● **Task instructions**
The lines from the start of the data up to and including the one with "state = match" should be returned exactly, and nothing else.

● **Stored items**
◆ ◆ ◆ ◆ ◆
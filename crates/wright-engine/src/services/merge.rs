use async_trait::async_trait;
use wright_core::errors::ServiceError;
use wright_core::services::DiffMerger;

const SEARCH_MARKER: &str = "<<<<<<< SEARCH";
const DIVIDER: &str = "=======";
const REPLACE_MARKER: &str = ">>>>>>> REPLACE";

/// Applies `SEARCH/REPLACE` blocks in order:
///
/// ```text
/// <<<<<<< SEARCH
/// old lines
/// =======
/// new lines
/// >>>>>>> REPLACE
/// ```
///
/// Each search block is located line by line, first exactly, then ignoring
/// trailing whitespace, then ignoring surrounding whitespace.
pub struct SearchReplaceMerger;

#[derive(Debug, PartialEq)]
struct Block {
    search: Vec<String>,
    replace: Vec<String>,
}

#[async_trait]
impl DiffMerger for SearchReplaceMerger {
    async fn merge(&self, original: &str, diff: &str) -> Result<String, ServiceError> {
        merge_blocks(original, diff)
    }
}

fn merge_blocks(original: &str, diff: &str) -> Result<String, ServiceError> {
    let blocks = parse_blocks(diff)?;
    if blocks.is_empty() {
        return Err(ServiceError::Merge("no SEARCH/REPLACE blocks found".into()));
    }

    let trailing_newline = original.ends_with('\n');
    let mut lines: Vec<String> = original.lines().map(str::to_string).collect();

    for (n, block) in blocks.iter().enumerate() {
        if block.search.is_empty() {
            return Err(ServiceError::Merge(format!("block {} has an empty SEARCH section", n + 1)));
        }
        let at = seek(&lines, &block.search)
            .ok_or_else(|| ServiceError::Merge(format!("block {} not found in original", n + 1)))?;
        lines.splice(at..at + block.search.len(), block.replace.iter().cloned());
    }

    let mut merged = lines.join("\n");
    if trailing_newline && !merged.is_empty() {
        merged.push('\n');
    }
    Ok(merged)
}

fn parse_blocks(diff: &str) -> Result<Vec<Block>, ServiceError> {
    enum State {
        Outside,
        Search(Vec<String>),
        Replace(Vec<String>, Vec<String>),
    }

    let mut blocks = Vec::new();
    let mut state = State::Outside;
    for line in diff.lines() {
        let marker = line.trim_end();
        state = match state {
            State::Outside if marker == SEARCH_MARKER => State::Search(Vec::new()),
            State::Outside => State::Outside,
            State::Search(search) if marker == DIVIDER => State::Replace(search, Vec::new()),
            State::Search(mut search) => {
                search.push(line.to_string());
                State::Search(search)
            }
            State::Replace(search, replace) if marker == REPLACE_MARKER => {
                blocks.push(Block { search, replace });
                State::Outside
            }
            State::Replace(search, mut replace) => {
                replace.push(line.to_string());
                State::Replace(search, replace)
            }
        };
    }

    match state {
        State::Outside => Ok(blocks),
        _ => Err(ServiceError::Merge("unterminated SEARCH/REPLACE block".into())),
    }
}

fn seek(lines: &[String], pattern: &[String]) -> Option<usize> {
    if pattern.len() > lines.len() {
        return None;
    }
    let last = lines.len() - pattern.len();
    let passes: [fn(&str) -> &str; 3] = [exact, str::trim_end, str::trim];
    passes.iter().find_map(|norm| {
        (0..=last).find(|&i| {
            pattern
                .iter()
                .zip(&lines[i..i + pattern.len()])
                .all(|(p, l)| norm(p) == norm(l))
        })
    })
}

fn exact(s: &str) -> &str {
    s
}
use serde::{Deserialize, Serialize};

#[derive(Clone, Copy, Debug, PartialEq, Eq, Serialize, Deserialize)]
#[serde(rename_all = "lowercase")]
pub enum Role {
    System,
    User,
    Assistant,
}

#[derive(Clone, Debug, PartialEq, Eq, Serialize, Deserialize)]
pub struct CacheControl {
    #[serde(rename = "type")]
    pub kind: String,
}

impl CacheControl {
    pub fn ephemeral() -> Self {
        Self {
            kind: "ephemeral".into(),
        }
    }
}

#[derive(Clone, Debug, PartialEq, Serialize, Deserialize)]
#[serde(tag = "type", rename_all = "snake_case")]
pub enum ContentPart {
    Text {
        text: String,
        #[serde(default, skip_serializing_if = "Option::is_none")]
        cache_control: Option<CacheControl>,
    },
}

impl ContentPart {
    pub fn text(text: impl Into<String>) -> Self {
        Self::Text {
            text: text.into(),
            cache_control: None,
        }
    }

    pub fn as_text(&self) -> &str {
        match self {
            Self::Text { text, .. } => text,
        }
    }

    pub fn has_cache_control(&self) -> bool {
        match self {
            Self::Text { cache_control, .. } => cache_control.is_some(),
        }
    }

    pub fn set_cache_control(&mut self, value: Option<CacheControl>) {
        match self {
            Self::Text { cache_control, .. } => *cache_control = value,
        }
    }
}

/// Plain text, or a list of parts when individual pieces need markers.
#[derive(Clone, Debug, PartialEq, Serialize, Deserialize)]
#[serde(untagged)]
pub enum MessageContent {
    Text(String),
    Parts(Vec<ContentPart>),
}

#[derive(Clone, Debug, PartialEq, Serialize, Deserialize)]
pub struct Message {
    pub role: Role,
    pub content: MessageContent,
}

impl Message {
    pub fn system(text: impl Into<String>) -> Self {
        Self {
            role: Role::System,
            content: MessageContent::Text(text.into()),
        }
    }

    pub fn user(text: impl Into<String>) -> Self {
        Self {
            role: Role::User,
            content: MessageContent::Text(text.into()),
        }
    }

    pub fn assistant(text: impl Into<String>) -> Self {
        Self {
            role: Role::Assistant,
            content: MessageContent::Text(text.into()),
        }
    }

    pub fn with_parts(role: Role, parts: Vec<ContentPart>) -> Self {
        Self {
            role,
            content: MessageContent::Parts(parts),
        }
    }

    /// Flattened text; parts are joined with a single space.
    pub fn text(&self) -> String {
        match &self.content {
            MessageContent::Text(t) => t.clone(),
            MessageContent::Parts(parts) => parts
                .iter()
                .map(ContentPart::as_text)
                .collect::<Vec<_>>()
                .join(" "),
        }
    }

    pub fn contains(&self, needle: &str) -> bool {
        match &self.content {
            MessageContent::Text(t) => t.contains(needle),
            MessageContent::Parts(parts) => parts.iter().any(|p| p.as_text().contains(needle)),
        }
    }
}

#[cfg(test)]
mod tests {
    use super::*;

    #[test]
    fn plain_text_wire_shape() {
        let json = serde_json::to_value(Message::user("hi")).unwrap();
        assert_eq!(json, serde_json::json!({"role": "user", "content": "hi"}));
    }

    #[test]
    fn parts_round_trip_with_cache_control() {
        let mut part = ContentPart::text("cached");
        part.set_cache_control(Some(CacheControl::ephemeral()));
        let msg = Message::with_parts(Role::Assistant, vec![part]);
        let json = serde_json::to_value(&msg).unwrap();
        assert_eq!(json["content"][0]["cache_control"]["type"], "ephemeral");
        let parsed: Message = serde_json::from_value(json).unwrap();
        assert_eq!(parsed, msg);
    }

    #[test]
    fn text_joins_parts_with_space() {
        let msg = Message::with_parts(
            Role::User,
            vec![ContentPart::text("a"), ContentPart::text("b")],
        );
        assert_eq!(msg.text(), "a b");
        assert!(msg.contains("b"));
    }
}
use serde::{Deserialize, Serialize};

use crate::ids::{TaskId, ToolCallId, TurnId};
use crate::stream::ToolParams;

/// Routing key for the in-process event bus.
#[derive(Clone, Copy, Debug, PartialEq, Eq, Hash, Serialize, Deserialize)]
#[serde(rename_all = "SCREAMING_SNAKE_CASE")]
pub enum EventType {
    TaskStarted,
    TaskCompleted,
    TaskFailed,
    TaskAborted,
    TaskTimeout,
    ToolRequested,
    ToolExecuting,
    ToolCompleted,
    ToolFailed,
    TurnStarted,
    TurnCompleted,
    TurnDiscarded,
    FileRead,
    FileWritten,
    FileDeleted,
    FileRenamed,
    FileDiffApplied,
    DependencyAdded,
    StreamStarted,
    StreamEnded,
    ThinkingStarted,
    ThinkingEnded,
    MemoryCompactRequested,
    HookFailed,
    UsageUpdated,
    MigrationFailed,
}

/// Internal domain events. Unlike [`crate::stream::StreamEvent`] these never
/// leave the process; they decouple the engine's components from each other.
#[derive(Clone, Debug, Serialize, Deserialize)]
#[serde(tag = "type", rename_all = "SCREAMING_SNAKE_CASE")]
pub enum DomainEvent {
    TaskStarted {
        task_id: TaskId,
    },
    TaskCompleted {
        task_id: TaskId,
    },
    TaskFailed {
        task_id: TaskId,
        #[serde(skip_serializing_if = "Option::is_none")]
        reason: Option<String>,
    },
    TaskAborted {
        task_id: TaskId,
    },
    TaskTimeout {
        task_id: TaskId,
    },
    ToolRequested {
        name: String,
        id: ToolCallId,
        params: ToolParams,
    },
    ToolExecuting {
        name: String,
        params: ToolParams,
    },
    ToolCompleted {
        name: String,
        id: ToolCallId,
        params: ToolParams,
        result: String,
    },
    ToolFailed {
        name: String,
        id: ToolCallId,
        params: ToolParams,
        error: String,
    },
    TurnStarted {
        turn_id: TurnId,
    },
    TurnCompleted {
        turn_id: TurnId,
    },
    TurnDiscarded {
        turn_id: TurnId,
    },
    FileRead {
        path: String,
    },
    FileWritten {
        path: String,
        metadata: serde_json::Map<String, serde_json::Value>,
    },
    FileDeleted {
        path: String,
        metadata: serde_json::Map<String, serde_json::Value>,
    },
    FileRenamed {
        source_path: String,
        destination_path: String,
        metadata: serde_json::Map<String, serde_json::Value>,
    },
    FileDiffApplied {
        path: String,
    },
    DependencyAdded {
        dependency: String,
        metadata: serde_json::Map<String, serde_json::Value>,
    },
    StreamStarted,
    StreamEnded,
    ThinkingStarted,
    ThinkingEnded,
    MemoryCompactRequested {
        reason: String,
    },
    HookFailed {
        hook_name: String,
        error: String,
    },
    UsageUpdated {
        input_tokens: u64,
        output_tokens: u64,
    },
    MigrationFailed {
        migration_name: String,
        error: String,
        path: String,
    },
}

impl DomainEvent {
    pub fn event_type(&self) -> EventType {
        match self {
            Self::TaskStarted { .. } => EventType::TaskStarted,
            Self::TaskCompleted { .. } => EventType::TaskCompleted,
            Self::TaskFailed { .. } => EventType::TaskFailed,
            Self::TaskAborted { .. } => EventType::TaskAborted,
            Self::TaskTimeout { .. } => EventType::TaskTimeout,
            Self::ToolRequested { .. } => EventType::ToolRequested,
            Self::ToolExecuting { .. } => EventType::ToolExecuting,
            Self::ToolCompleted { .. } => EventType::ToolCompleted,
            Self::ToolFailed { .. } => EventType::ToolFailed,
            Self::TurnStarted { .. } => EventType::TurnStarted,
            Self::TurnCompleted { .. } => EventType::TurnCompleted,
            Self::TurnDiscarded { .. } => EventType::TurnDiscarded,
            Self::FileRead { .. } => EventType::FileRead,
            Self::FileWritten { .. } => EventType::FileWritten,
            Self::FileDeleted { .. } => EventType::FileDeleted,
            Self::FileRenamed { .. } => EventType::FileRenamed,
            Self::FileDiffApplied { .. } => EventType::FileDiffApplied,
            Self::DependencyAdded { .. } => EventType::DependencyAdded,
            Self::StreamStarted => EventType::StreamStarted,
            Self::StreamEnded => EventType::StreamEnded,
            Self::ThinkingStarted => EventType::ThinkingStarted,
            Self::ThinkingEnded => EventType::ThinkingEnded,
            Self::MemoryCompactRequested { .. } => EventType::MemoryCompactRequested,
            Self::HookFailed { .. } => EventType::HookFailed,
            Self::UsageUpdated { .. } => EventType::UsageUpdated,
            Self::MigrationFailed { .. } => EventType::MigrationFailed,
        }
    }
}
◆ ◆ ◆ ◆ ◆
● **Reply to the exercise**
filename crates/wright-engine/src/services/merge.rs
use async_trait::async_trait;
use wright_core::errors::ServiceError;
use wright_core::services::DiffMerger;

const SEARCH_MARKER: &str = "<<<<<<< SEARCH";
const DIVIDER: &str = "=======";
const REPLACE_MARKER: &str = ">>>>>>> REPLACE";

/// Applies `SEARCH/REPLACE` blocks in order:
///
/// ```text
/// <<<<<<< SEARCH
/// old lines
/// =======
/// new lines
/// >>>>>>> REPLACE
/// ```
///
/// Each search block is located line by line, first exactly, then ignoring
/// trailing whitespace, then ignoring surrounding whitespace.
pub struct SearchReplaceMerger;

#[derive(Debug, PartialEq)]
struct Block {
    search: Vec<String>,
    replace: Vec<String>,
}

#[async_trait]
impl DiffMerger for SearchReplaceMerger {
    async fn merge(&self, original: &str, diff: &str) -> Result<String, ServiceError> {
        merge_blocks(original, diff)
    }
}

fn merge_blocks(original: &str, diff: &str) -> Result<String, ServiceError> {
    let blocks = parse_blocks(diff)?;
    if blocks.is_empty() {
        return Err(ServiceError::Merge("no SEARCH/REPLACE blocks found".into()));
    }

    let trailing_newline = original.ends_with('\n');
    let mut lines: Vec<String> = original.lines().map(str::to_string).collect();

    for (n, block) in blocks.iter().enumerate() {
        if block.search.is_empty() {
            return Err(ServiceError::Merge(format!("block {} has an empty SEARCH section", n + 1)));
        }
        let at = seek(&lines, &block.search)
            .ok_or_else(|| ServiceError::Merge(format!("block {} not found in original", n + 1)))?;
        lines.splice(at..at + block.search.len(), block.replace.iter().cloned());
    }

    let mut merged = lines.join("\n");
    if trailing_newline && !merged.is_empty() {
        merged.push('\n');
    }
    Ok(merged)
}

fn parse_blocks(diff: &str) -> Result<Vec<Block>, ServiceError> {
    enum State {
        Outside,
        Search(Vec<String>),
        Replace(Vec<String>, Vec<String>),
    }

    let mut blocks = Vec::new();
    let mut state = State::Outside;
    for line in diff.lines() {
        let marker = line.trim_end();
        state = match state {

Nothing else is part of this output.